This leads to the most important question for any shareholder: If the company isn’t sending you checks, how do you get cash in your pocket? The answer is beautifully simple: you make money when you eventually sell your stock for a higher price than you paid. This profit is called a capital gain. While traditional dividends provide a steady trickle of cash, Berkshire’s strategy is to create a massive reservoir of value that you can tap into whenever you choose.

Warren Buffett’s logic is that shareholders can—and should—“create their own dividend.” Instead of the company deciding when to pay you, you are in complete control. If you don’t need cash, you simply do nothing and let your entire investment continue to grow untouched. But if you do need cash for a large purchase or to supplement your income, you can generate it yourself.

The process is straightforward and gives you total flexibility:

  1. Your investment grows. As Berkshire’s businesses become more valuable, so does your stock.
  2. You decide you need income. You then sell a small fraction of your shares—say, 1% or 2% of your holding.
  3. You get your cash. The money from the sale is your “homemade” dividend, while the vast majority of your investment remains in the market, ready to keep growing.

This approach puts you in the driver’s seat, letting you determine the timing and amount of your income.
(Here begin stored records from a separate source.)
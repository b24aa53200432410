//! Eager in-memory query source.

use std::sync::Arc;

use quarry_ast::{Lambda, Ty, Value};
use rustc_hash::{FxHashMap, FxHashSet};
use tracing::debug;

use crate::context::{grouping_value, join_row_value, QueryContext, GROUPING, GROUP_FIELD, OUTER_FIELD};
use crate::error::QueryError;
use crate::source::{
    check_predicate, check_same_elements, check_unary, correlated_ty, flattened_ty, QuerySource,
};

/// Hash table from join key to inner row indices, in inner order.
type KeyTable = FxHashMap<Value, Vec<usize>>;

/// A materialized list of values of one element type.
#[derive(Clone, Debug)]
pub struct Sequence {
    ctx: Arc<QueryContext>,
    elem_ty: Ty,
    rows: Vec<Value>,
}

impl Sequence {
    pub fn new(ctx: &Arc<QueryContext>, elem_ty: Ty, rows: Vec<Value>) -> Self {
        Sequence {
            ctx: Arc::clone(ctx),
            elem_ty,
            rows,
        }
    }

    pub fn rows(&self) -> &[Value] {
        &self.rows
    }

    pub fn len(&self) -> usize {
        self.rows.len()
    }

    pub fn is_empty(&self) -> bool {
        self.rows.is_empty()
    }

    fn with_rows(&self, elem_ty: Ty, rows: Vec<Value>) -> Self {
        Sequence::new(&self.ctx, elem_ty, rows)
    }
}

fn build_key_table(rows: &[Value], key: &Lambda, null_keys_match: bool) -> Result<KeyTable, QueryError> {
    let key = key.compile();
    let mut table = KeyTable::default();
    for (idx, row) in rows.iter().enumerate() {
        let k = key.call(std::slice::from_ref(row))?;
        if k.is_null() && !null_keys_match {
            continue;
        }
        table.entry(k).or_default().push(idx);
    }
    Ok(table)
}

impl QuerySource for Sequence {
    fn context(&self) -> &Arc<QueryContext> {
        &self.ctx
    }

    fn element_ty(&self) -> &Ty {
        &self.elem_ty
    }

    fn correlate(self, inner: Self, outer_key: &Lambda, inner_key: &Lambda) -> Result<Self, QueryError> {
        let ty = correlated_ty(&self.elem_ty, &inner.elem_ty, outer_key, inner_key)?;
        let null_keys_match = self.ctx.join_options().null_keys_match;
        let table = build_key_table(&inner.rows, inner_key, null_keys_match)?;
        let outer_key = outer_key.compile();

        let mut out = Vec::with_capacity(self.rows.len());
        let mut matched = 0usize;
        for row in &self.rows {
            let k = outer_key.call(std::slice::from_ref(row))?;
            // Null keys never reach the table unless they are allowed to match.
            let group: Vec<Value> = table
                .get(&k)
                .map(|indices| indices.iter().map(|&i| inner.rows[i].clone()).collect())
                .unwrap_or_default();
            if !group.is_empty() {
                matched += 1;
            }
            out.push(grouping_value(row.clone(), group));
        }
        debug!(
            outer = self.rows.len(),
            inner = inner.rows.len(),
            distinct_keys = table.len(),
            matched,
            "correlated"
        );
        Ok(self.with_rows(ty, out))
    }

    fn flatten_with_default(self) -> Result<Self, QueryError> {
        let ty = flattened_ty(&self.elem_ty)?;
        let mut out = Vec::with_capacity(self.rows.len());
        for row in &self.rows {
            let record = row.as_record().ok_or(QueryError::MalformedRow(GROUPING))?;
            let outer = record.get(OUTER_FIELD).ok_or(QueryError::MalformedRow(GROUPING))?;
            match record.get(GROUP_FIELD) {
                Some(Value::List(group)) if group.is_empty() => {
                    out.push(join_row_value(outer.clone(), Value::Null));
                }
                Some(Value::List(group)) => {
                    out.extend(group.iter().map(|inner| join_row_value(outer.clone(), inner.clone())));
                }
                _ => return Err(QueryError::MalformedRow(GROUPING)),
            }
        }
        Ok(self.with_rows(ty, out))
    }

    fn project(self, selector: &Lambda) -> Result<Self, QueryError> {
        check_unary("project", selector, &self.elem_ty)?;
        let f = selector.compile();
        let rows = self
            .rows
            .iter()
            .map(|row| f.call(std::slice::from_ref(row)))
            .collect::<Result<Vec<_>, _>>()?;
        Ok(self.with_rows(selector.ret_ty(), rows))
    }

    fn filter(self, predicate: &Lambda) -> Result<Self, QueryError> {
        check_predicate(predicate, &self.elem_ty)?;
        let f = predicate.compile();
        let mut rows = Vec::new();
        for row in self.rows {
            if f.call(std::slice::from_ref(&row))? == Value::Bool(true) {
                rows.push(row);
            }
        }
        Ok(Sequence {
            ctx: self.ctx,
            elem_ty: self.elem_ty,
            rows,
        })
    }

    fn union(self, other: Self) -> Result<Self, QueryError> {
        check_same_elements("union", &self.elem_ty, &other.elem_ty)?;
        let mut seen = FxHashSet::default();
        let rows = self
            .rows
            .into_iter()
            .chain(other.rows)
            .filter(|row| seen.insert(row.clone()))
            .collect();
        Ok(Sequence {
            ctx: self.ctx,
            elem_ty: self.elem_ty,
            rows,
        })
    }

    fn concat(mut self, other: Self) -> Result<Self, QueryError> {
        check_same_elements("concat", &self.elem_ty, &other.elem_ty)?;
        self.rows.extend(other.rows);
        Ok(self)
    }
}

#[cfg(test)]
mod tests {
    use super::*;
    use quarry_ast::{Expr, Param, TypeRegistry};

    fn ints(ctx: &Arc<QueryContext>, xs: &[i64]) -> Sequence {
        Sequence::new(ctx, Ty::int(), xs.iter().map(|&x| Value::Int(x)).collect())
    }

    fn identity() -> Lambda {
        let x = Param::new("x", Ty::int());
        Lambda::new(vec![x.clone()], Expr::param(&x))
    }

    #[test]
    fn flatten_keeps_group_order_and_pads_empty_groups() {
        let ctx = QueryContext::new(TypeRegistry::new()).unwrap();
        let rows = ints(&ctx, &[2, 9])
            .correlate(ints(&ctx, &[2, 5, 2]), &identity(), &identity())
            .unwrap()
            .flatten_with_default()
            .unwrap();
        assert_eq!(rows.element_ty().to_string(), "JoinRow<Int, Option<Int>>");
        let rendered: Vec<String> = rows.rows().iter().map(Value::to_string).collect();
        assert_eq!(
            rendered,
            [
                "JoinRow { outer: 2, inner: 2 }",
                "JoinRow { outer: 2, inner: 2 }",
                "JoinRow { outer: 9, inner: null }",
            ]
        );
    }

    #[test]
    fn union_keeps_first_occurrences_in_order() {
        let ctx = QueryContext::new(TypeRegistry::new()).unwrap();
        let out = ints(&ctx, &[3, 1, 3]).union(ints(&ctx, &[2, 1])).unwrap();
        assert_eq!(out.rows(), &[Value::Int(3), Value::Int(1), Value::Int(2)]);
    }

    #[test]
    fn concat_requires_matching_elements() {
        let ctx = QueryContext::new(TypeRegistry::new()).unwrap();
        let strings = Sequence::new(&ctx, Ty::string(), vec!["a".into()]);
        assert!(matches!(
            ints(&ctx, &[1]).concat(strings),
            Err(QueryError::ElementTypeMismatch { op: "concat", .. })
        ));
    }
}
It’s a key reason why Berkshire is ideal for investors focused on long-term growth, not immediate, regular payments. You are choosing to let the expert farmer grow the whole farm bigger, knowing you can harvest a small piece of it on your own terms.

The Berkshire Bet: A Bigger Farm Tomorrow Over Golden Eggs Today

You started this journey wondering about a golden goose whose owner never shares the eggs. Before, a company that paid no dividend might have seemed broken or selfish. Now you see the strategy behind the silence: the farmer isn’t hoarding the gold, but using it to build a vastly more valuable farm for every shareholder.

This is the essence of Warren Buffett’s dividend philosophy. He believes in keeping every dollar of profit as long as he can turn it into more than a dollar of real business value. This powerful commitment to reinvestment creates the incredible compounding effect that has made Berkshire a legend—letting the snowball of value grow larger and faster each year.

When great investments are hard to find, the company has another tool: buying back its own stock. This simply reduces the number of slices in the pie, making your remaining piece bigger and more valuable. Both methods are focused on the same goal: growing the overall value of your ownership, not just giving you a small cash payout today.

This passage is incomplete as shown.